Some 115,000 acres of wilderness will be protected in California's southern Sierras under new bipartisan legislation introduced in both the House and Senate in July. The centerpiece is a 69,500-acre wild treasure most fittingly to be named the John Krebs Wilderness, honoring the former Congressman and conservationist whose courageous leadership was crucial in winning protection for this once gravely threatened place.
Local conservationists have long sought full Wilderness Act protection for the wild portions of Mineral King, a valley set deep in the Sierras and literally surrounded, save for a narrow access road corridor, by Sequoia National Park. It offers a steep, rugged landscape ranging from low elevation blue oak woodland to montane red fir forests above 7,500 feet.
"Mineral King" may not be a name widely remembered today, but four decades ago this secluded valley was the setting for one of the defining conservation confrontations of the period that spawned the first Earth Day. When the Walt Disney Company unveiled plans to build a huge destination ski resort, with two hotels, 14 ski lifts, and an alpine village, "Save Mineral King" became a major rallying cry for the burgeoning environmental movement. The ensuing controversy reached front pages nationwide, and became the focus of a long-running lawsuit that ultimately reached the Supreme Court.
John Krebs, now 80, tangled with the issue of Mineral King first as a Fresno County planning commissioner, then a county supervisor before going on to serve four years in the House of Representatives. It was as a member of Congress that Krebs exerted extraordinary leadership, courageously championing the protection of Mineral King valley, rejecting the Disney ski development in the face of the all-too-typical and exaggerated claims of vast tourism income for the local communities. While it may have cost him his seat in Congress, Krebs, backed by a nationwide outpouring of opposition to the disney-fi-cation of the valley, was successful in getting Mineral King added to Sequoia-Kings Canyon National Park in 1978.
The new legislation is championed by Senator Barbara Boxer (D-CA) in the Senate and the bipartisan team of local Representatives Jim Costa (D-CA) and Devin Nunes (R-CA) in the House of Representatives. It will extend the strongest possible protection to the wild portions of the Mineral King valley, as well as a 43,450-acre area in the North Fork/Redwood Canyon, and one smaller area-all of which are within the national park. As the Bee newspaper chain's Washington, D.C. reporter wrote, "because it is already park service property, the valley would not be managed much differently once designated a wilderness. But extensive negotiations have sought to protect the interests of area cabin owners, backcountry packers and power companies."

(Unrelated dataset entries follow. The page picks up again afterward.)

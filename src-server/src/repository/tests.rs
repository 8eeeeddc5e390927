//! Repository Integration Tests
//!
//! Guest and registry repositories against in-memory SQLite databases.

#[cfg(test)]
mod tests {
    use crate::domain::{GiftError, GiftValidationError, Guest, NewGift, RegistryItem, RsvpUpdate};
    use crate::repository::{
        init_db, GuestRepository, RegistryRepository, Repository, SqliteGuestRepository,
        SqliteRegistryRepository,
    };
    use std::path::Path;
    use std::sync::Arc;

    async fn setup_repos() -> (SqliteGuestRepository, SqliteRegistryRepository) {
        // Use in-memory database for tests
        let db_state = init_db(Path::new(":memory:")).await.expect("Failed to init test DB");
        (
            SqliteGuestRepository::new(db_state.connection()),
            SqliteRegistryRepository::new(db_state.connection()),
        )
    }

    fn registry_item(id: &str, label: &str, requested: Option<u32>, received: u32) -> RegistryItem {
        RegistryItem {
            id: id.to_string(),
            label: label.to_string(),
            description: format!("{} description", label),
            price: 100.0,
            image: String::new(),
            alt: label.to_string(),
            requested_quantity: requested,
            received_quantity: received,
            purchase_link: String::new(),
            is_special_fund: false,
        }
    }

    fn gift(label: &str, quantity: u32) -> NewGift {
        NewGift {
            item_label: label.to_string(),
            first_name: "Jane".to_string(),
            last_name: "Smith".to_string(),
            email: "jane@example.com".to_string(),
            quantity,
            is_special_fund: false,
        }
    }

    #[tokio::test]
    async fn test_save_assigns_guest_id() {
        let (guests, _) = setup_repos().await;

        let created = guests.save(&Guest::new(0, "John", "Doe")).await.expect("save");
        assert!(created.id > 0);

        let found = guests.find_by_id(created.id).await.expect("find").unwrap();
        assert_eq!(found.full_name(), "John Doe");
        assert_eq!(found.attending, None);
    }

    #[tokio::test]
    async fn test_save_with_id_overwrites() {
        let (guests, _) = setup_repos().await;

        guests.save(&Guest::new(1, "John", "Doe")).await.unwrap();
        let mut renamed = Guest::new(1, "Johnny", "Doe");
        renamed.email = "johnny@example.com".to_string();
        guests.save(&renamed).await.unwrap();

        let all = guests.list().await.unwrap();
        assert_eq!(all.len(), 1);
        assert_eq!(all[0].first_name, "Johnny");
        assert_eq!(all[0].email, "johnny@example.com");
    }

    #[tokio::test]
    async fn test_find_by_name_is_exact() {
        let (guests, _) = setup_repos().await;
        guests.save(&Guest::new(0, "Jane", "Smith")).await.unwrap();

        assert!(guests.find_by_name("Jane", "Smith").await.unwrap().is_some());
        assert!(guests.find_by_name("Jane", "Smyth").await.unwrap().is_none());
    }

    #[tokio::test]
    async fn test_update_rsvp_keeps_contact_when_empty() {
        let (guests, _) = setup_repos().await;
        let mut guest = Guest::new(0, "John", "Doe");
        guest.email = "john@example.com".to_string();
        guest.phone = "(123) 456-7890".to_string();
        let guest = guests.save(&guest).await.unwrap();

        let update = RsvpUpdate {
            email: String::new(),
            phone: String::new(),
            attending: true,
        };
        let updated = guests.update_rsvp(guest.id, &update).await.expect("update");

        assert_eq!(updated.attending, Some(true));
        assert_eq!(updated.email, "john@example.com");
        assert_eq!(updated.phone, "(123) 456-7890");
        assert!(updated.updated_at.is_some());
    }

    #[tokio::test]
    async fn test_update_rsvp_overwrites_contact_when_given() {
        let (guests, _) = setup_repos().await;
        let guest = guests.save(&Guest::new(0, "John", "Doe")).await.unwrap();

        let update = RsvpUpdate {
            email: "new@example.com".to_string(),
            phone: "(555) 123-4567".to_string(),
            attending: false,
        };
        let updated = guests.update_rsvp(guest.id, &update).await.unwrap();

        assert_eq!(updated.attending, Some(false));
        assert_eq!(updated.email, "new@example.com");
        assert_eq!(updated.phone, "(555) 123-4567");
    }

    #[tokio::test]
    async fn test_update_rsvp_unknown_guest() {
        let (guests, _) = setup_repos().await;
        let update = RsvpUpdate {
            email: String::new(),
            phone: String::new(),
            attending: true,
        };
        assert!(guests.update_rsvp(42, &update).await.is_err());
    }

    #[tokio::test]
    async fn test_registry_list_keeps_insert_order() {
        let (_, registry) = setup_repos().await;
        registry.save(&registry_item("b", "Zebra Rug", Some(1), 0)).await.unwrap();
        registry.save(&registry_item("a", "Apron", Some(1), 0)).await.unwrap();
        // Re-saving keeps the original position
        registry.save(&registry_item("b", "Zebra Rug", Some(2), 0)).await.unwrap();

        let items = registry.list().await.unwrap();
        let ids: Vec<&str> = items.iter().map(|i| i.id.as_str()).collect();
        assert_eq!(ids, vec!["b", "a"]);
        assert_eq!(items[0].requested_quantity, Some(2));
    }

    #[tokio::test]
    async fn test_duplicate_label_is_conflict() {
        let (_, registry) = setup_repos().await;
        registry.save(&registry_item("a", "Apron", Some(1), 0)).await.unwrap();

        let err = registry.save(&registry_item("b", "Apron", Some(1), 0)).await.unwrap_err();
        assert!(matches!(err, crate::domain::DomainError::Conflict(_)));
    }

    #[tokio::test]
    async fn test_record_gift_increments_received() {
        let (_, registry) = setup_repos().await;
        registry
            .save(&registry_item("towel-set", "Luxury Bath Towel Set", Some(2), 1))
            .await
            .unwrap();

        let record = registry.record_gift(&gift("Luxury Bath Towel Set", 1)).await.expect("gift");
        assert!(record.id > 0);
        assert_eq!(record.quantity, 1);

        let item = registry.find_by_id("towel-set".to_string()).await.unwrap().unwrap();
        assert_eq!(item.received_quantity, 2);
        assert_eq!(registry.list_gifts().await.unwrap().len(), 1);
    }

    #[tokio::test]
    async fn test_record_gift_rejections_leave_no_trace() {
        let (_, registry) = setup_repos().await;
        registry.save(&registry_item("mixer", "Stand Mixer", Some(2), 1)).await.unwrap();

        let err = registry.record_gift(&gift("Stand Mixer", 2)).await.unwrap_err();
        assert_eq!(
            err,
            GiftError::Rejected(GiftValidationError::QuantityExceeded {
                label: "Stand Mixer".to_string(),
                remaining: 1,
            })
        );

        let err = registry.record_gift(&gift("Blender", 1)).await.unwrap_err();
        assert_eq!(
            err,
            GiftError::Rejected(GiftValidationError::NotFound { label: "Blender".to_string() })
        );

        assert!(registry.list_gifts().await.unwrap().is_empty());
        let item = registry.find_by_id("mixer".to_string()).await.unwrap().unwrap();
        assert_eq!(item.received_quantity, 1);
    }

    #[tokio::test]
    async fn test_unlimited_item_count_unchanged() {
        let (_, registry) = setup_repos().await;
        let mut fund = registry_item("family-recipes", "Family Recipes", None, 0);
        fund.is_special_fund = true;
        registry.save(&fund).await.unwrap();

        let mut contribution = gift("Family Recipes", 1);
        contribution.is_special_fund = true;
        registry.record_gift(&contribution).await.unwrap();
        registry.record_gift(&contribution).await.unwrap();

        let item = registry.find_by_id("family-recipes".to_string()).await.unwrap().unwrap();
        assert_eq!(item.received_quantity, 0);
        assert_eq!(registry.list_gifts().await.unwrap().len(), 2);
    }

    #[tokio::test]
    async fn test_concurrent_gifts_never_overgift() {
        let (_, registry) = setup_repos().await;
        registry.save(&registry_item("vacuum", "Dyson Vacuum", Some(1), 0)).await.unwrap();
        let registry = Arc::new(registry);

        let handles: Vec<_> = (0..8)
            .map(|_| {
                let registry = registry.clone();
                tokio::spawn(async move { registry.record_gift(&gift("Dyson Vacuum", 1)).await })
            })
            .collect();

        let mut accepted = 0;
        for handle in handles {
            if handle.await.unwrap().is_ok() {
                accepted += 1;
            }
        }

        assert_eq!(accepted, 1);
        let item = registry.find_by_id("vacuum".to_string()).await.unwrap().unwrap();
        assert_eq!(item.received_quantity, 1);
    }

    #[tokio::test]
    async fn test_closed_database_reports_internal_error() {
        let db_state = init_db(Path::new(":memory:")).await.unwrap();
        let guests = SqliteGuestRepository::new(db_state.connection());
        db_state.close().await;

        let err = guests.list().await.unwrap_err();
        assert_eq!(err.to_string(), "Internal error: Database not initialized");
    }
}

Prompt enactment of the Bower-Costa-Nunes legislation will extend an extra layer of protection, identical to that which already covers most of the undeveloped lands within Sequoia-Kings Canyon National Park. As one of the architects of the historic 1964 Wilderness Act explained, wilderness areas are designated by Act of Congress within national park lands "because we in the Congress recognized the pressures that would face the national parks, and provided in the Wilderness Act the statutory basis for strengthening the protective hand of the National Park Service" [Sen. Frank Church, 1972].